The University of Tennessee at Chattanooga women's basketball team dropped its sixth consecutive game Sunday afternoon, falling 80-64 to Alabama at McKenzie Arena.

UTC (1-8), which travels to face Eastern Kentucky (2-4) at 11 a.m. Thursday for its next game, played the Southeastern Conference's Crimson Tide (8-2) evenly in the first half, with the score tied at 33 at intermission. The Mocs led 39-36 early in the third quarter before the visitors, spurred by their change to an aggressive zone defense, used a 25-4 run spanning the final two quarters to pull away.

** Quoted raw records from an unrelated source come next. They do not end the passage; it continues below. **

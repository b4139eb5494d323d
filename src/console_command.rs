use crate::error::RunError;
use crate::run_request::RunOutcome;
use crate::settings::RunnerSettings;

use async_channel::Sender;
use log::{debug, error, info};
use std::io::{BufRead, BufReader, Read};
use std::process::{Command, Stdio};
use std::thread;

const PROGRESS_MARKER: &str = "Progress";

/// Messages from the worker, in the order they were produced.
#[derive(Debug, Clone, PartialEq, Eq)]
pub enum RunnerEvent {
    /// Percentage reported by the script itself (`Progress 42%`).
    Progress(i32),
    /// Lines read so far against the assumed total, as a percentage.
    LineProgress(u32),
    Line(String),
    Finished(RunOutcome),
}

/// Extracts the percentage from a `Progress <n>%` line.
pub fn parse_progress(line: &str) -> Option<i32> {
    let after_marker = line.split(PROGRESS_MARKER).nth(1)?;
    let value = after_marker.trim().split('%').next()?;
    value.trim().parse::<i32>().ok()
}

pub fn line_progress(current_line: u32, total_lines: u32) -> u32 {
    if total_lines == 0 {
        return 0;
    }
    ((current_line as u64 * 100) / total_lines as u64) as u32
}

fn shell_command(command: &str, settings: &RunnerSettings) -> Command {
    #[cfg(windows)]
    let mut cmd = {
        let mut cmd = Command::new("cmd");
        cmd.args(["/C", command]);
        cmd
    };
    #[cfg(not(windows))]
    let mut cmd = {
        let mut cmd = Command::new("sh");
        cmd.args(["-c", command]);
        cmd
    };
    if let Some(dir) = &settings.working_dir {
        cmd.current_dir(dir);
    }
    cmd
}

#[derive(Debug)]
pub struct CommandOutput {
    pub success: bool,
    pub exit_code: Option<i32>,
    /// stdout followed by stderr
    pub combined: String,
}

/// Runs the command to completion on the calling thread.
pub fn run_blocking(command: &str, settings: &RunnerSettings) -> Result<CommandOutput, RunError> {
    info!("Executing: {}", command);
    let output = shell_command(command, settings)
        .output()
        .map_err(|source| RunError::Spawn {
            command: command.to_string(),
            source,
        })?;

    let mut combined = String::from_utf8_lossy(&output.stdout).into_owned();
    combined.push_str(&String::from_utf8_lossy(&output.stderr));

    let result = CommandOutput {
        success: output.status.success(),
        exit_code: output.status.code(),
        combined,
    };
    if result.success {
        debug!("{}", result.combined.trim_end());
    } else {
        error!(
            "Command failed (exit code {:?}): {}",
            result.exit_code,
            result.combined.trim_end()
        );
    }
    Ok(result)
}

/// Worker body for the streaming policy. Always ends by sending
/// `RunnerEvent::Finished`, also when the process could not be launched.
pub fn run_streaming(
    command: &str,
    settings: &RunnerSettings,
    sender: &Sender<RunnerEvent>,
) -> RunOutcome {
    let success = match stream_output(command, settings, sender) {
        Ok(success) => success,
        Err(e) => {
            error!("{}", e);
            false
        }
    };
    let outcome = RunOutcome::new(success, settings);
    let _ = sender.send_blocking(RunnerEvent::Finished(outcome.clone()));
    outcome
}

fn stream_output(
    command: &str,
    settings: &RunnerSettings,
    sender: &Sender<RunnerEvent>,
) -> Result<bool, RunError> {
    info!("Executing: {}", command);
    let mut child = shell_command(command, settings)
        .stdin(Stdio::null())
        .stdout(Stdio::piped())
        .stderr(Stdio::piped())
        .spawn()
        .map_err(|source| RunError::Spawn {
            command: command.to_string(),
            source,
        })?;

    // Keep stderr flowing so the child never stalls on a full pipe
    let stderr_reader = child.stderr.take().map(|mut stderr| {
        thread::spawn(move || {
            let mut buf = Vec::new();
            let _ = stderr.read_to_end(&mut buf);
            String::from_utf8_lossy(&buf).into_owned()
        })
    });

    let stdout = match child.stdout.take() {
        Some(stdout) => stdout,
        None => {
            let _ = child.kill();
            let _ = child.wait();
            return Err(RunError::StdoutUnavailable);
        }
    };

    let mut reader = BufReader::new(stdout);
    let mut buf = Vec::new();
    let mut current_line: u32 = 0;
    loop {
        buf.clear();
        if reader.read_until(b'\n', &mut buf)? == 0 {
            break;
        }
        let line = String::from_utf8_lossy(&buf);
        let line = line.trim();
        info!("{}", line);

        if line.contains(PROGRESS_MARKER) {
            if let Some(progress) = parse_progress(line) {
                let _ = sender.send_blocking(RunnerEvent::Progress(progress));
            }
        }
        current_line = current_line.saturating_add(1);
        let _ = sender.send_blocking(RunnerEvent::LineProgress(line_progress(
            current_line,
            settings.assumed_total_lines,
        )));
        let _ = sender.send_blocking(RunnerEvent::Line(line.to_string()));
    }
    drop(reader);

    let status = child.wait()?;
    let stderr = stderr_reader
        .and_then(|handle| handle.join().ok())
        .unwrap_or_default();

    if status.success() {
        debug!("Command finished after {} lines", current_line);
    } else {
        error!(
            "Command failed (exit code {:?}): {}",
            status.code(),
            stderr.trim_end()
        );
    }
    Ok(status.success())
}
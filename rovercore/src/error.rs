//! Error types for the exploration core.

use thiserror::Error;

/// Failure reported by the robot link.
#[derive(Error, Debug)]
pub enum RobotError {
    #[error("robot link is disconnected")]
    Disconnected,

    #[error("command did not complete within {waited_secs:.1}s")]
    Timeout { waited_secs: f32 },

    #[error("command rejected: {0}")]
    Command(String),
}

/// Errors that end an exploration session.
#[derive(Error, Debug)]
pub enum ExploreError {
    #[error("not connected to robot")]
    NotConnected,

    #[error("IR sensor failed to activate")]
    IrActivation,

    #[error("robot error: {0}")]
    Robot(#[from] RobotError),

    #[error("obstacle still present after {attempts} avoidance attempts")]
    ObstacleNotCleared { attempts: u32 },

    #[error("configuration error: {0}")]
    Config(String),
}

impl From<toml::de::Error> for ExploreError {
    fn from(e: toml::de::Error) -> Self {
        ExploreError::Config(e.to_string())
    }
}

pub type Result<T> = std::result::Result<T, ExploreError>;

Despite the loss, there were positives for UTC with six games remaining before tipping off Southern Conference play on Jan. 6 at Samford.

The Mocs had 13 assists and just 11 turnovers, only the second time this season they had more helpers than mistakes (Nov. 19 against Murray State was the other), and they did so against an Alabama team that had forced an average of 20.7 turnovers a game prior to Sunday. The 11 turnovers were a season low forced by Alabama and tied for a season low committed by the Mocs.

UTC junior forward Abbey Cornelius tied a career high with 22 points, adding 10 rebounds and four assists to lead the team in all three of those categories. She made all eight of her free throws. Amaria Pugh added 12 points and Dena Jarrells 11.

"We took a lot of steps forward today to be a better basketball team," UTC coach Katie Burrows said. "Their pressure just got to us in the third quarter, and it was too late for us to get out of it.

"In the first half, we were patient with our offense. We weren't forcing things, we weren't turning it over, so that's what we've been trying to focus on and we did that in the first half, but in the second half, we weren't turning it over but we were trying to do too much dribble-drive, 1-on-1 rather than getting it inside the zone with a pass or reversing it. We'll learn from that moving forward."

Alabama's leading scorer was JaMya Mingo-Young (26 points, 8-for-9 on free throws), who also had 11 rebounds. Khyla Wade-Warren had 11 points while going 4-for-5 from the field with six rebounds and two blocks, and Megan Abrams and Brittany Davis scored nine points apiece, with Davis grabbing a game-best four steals.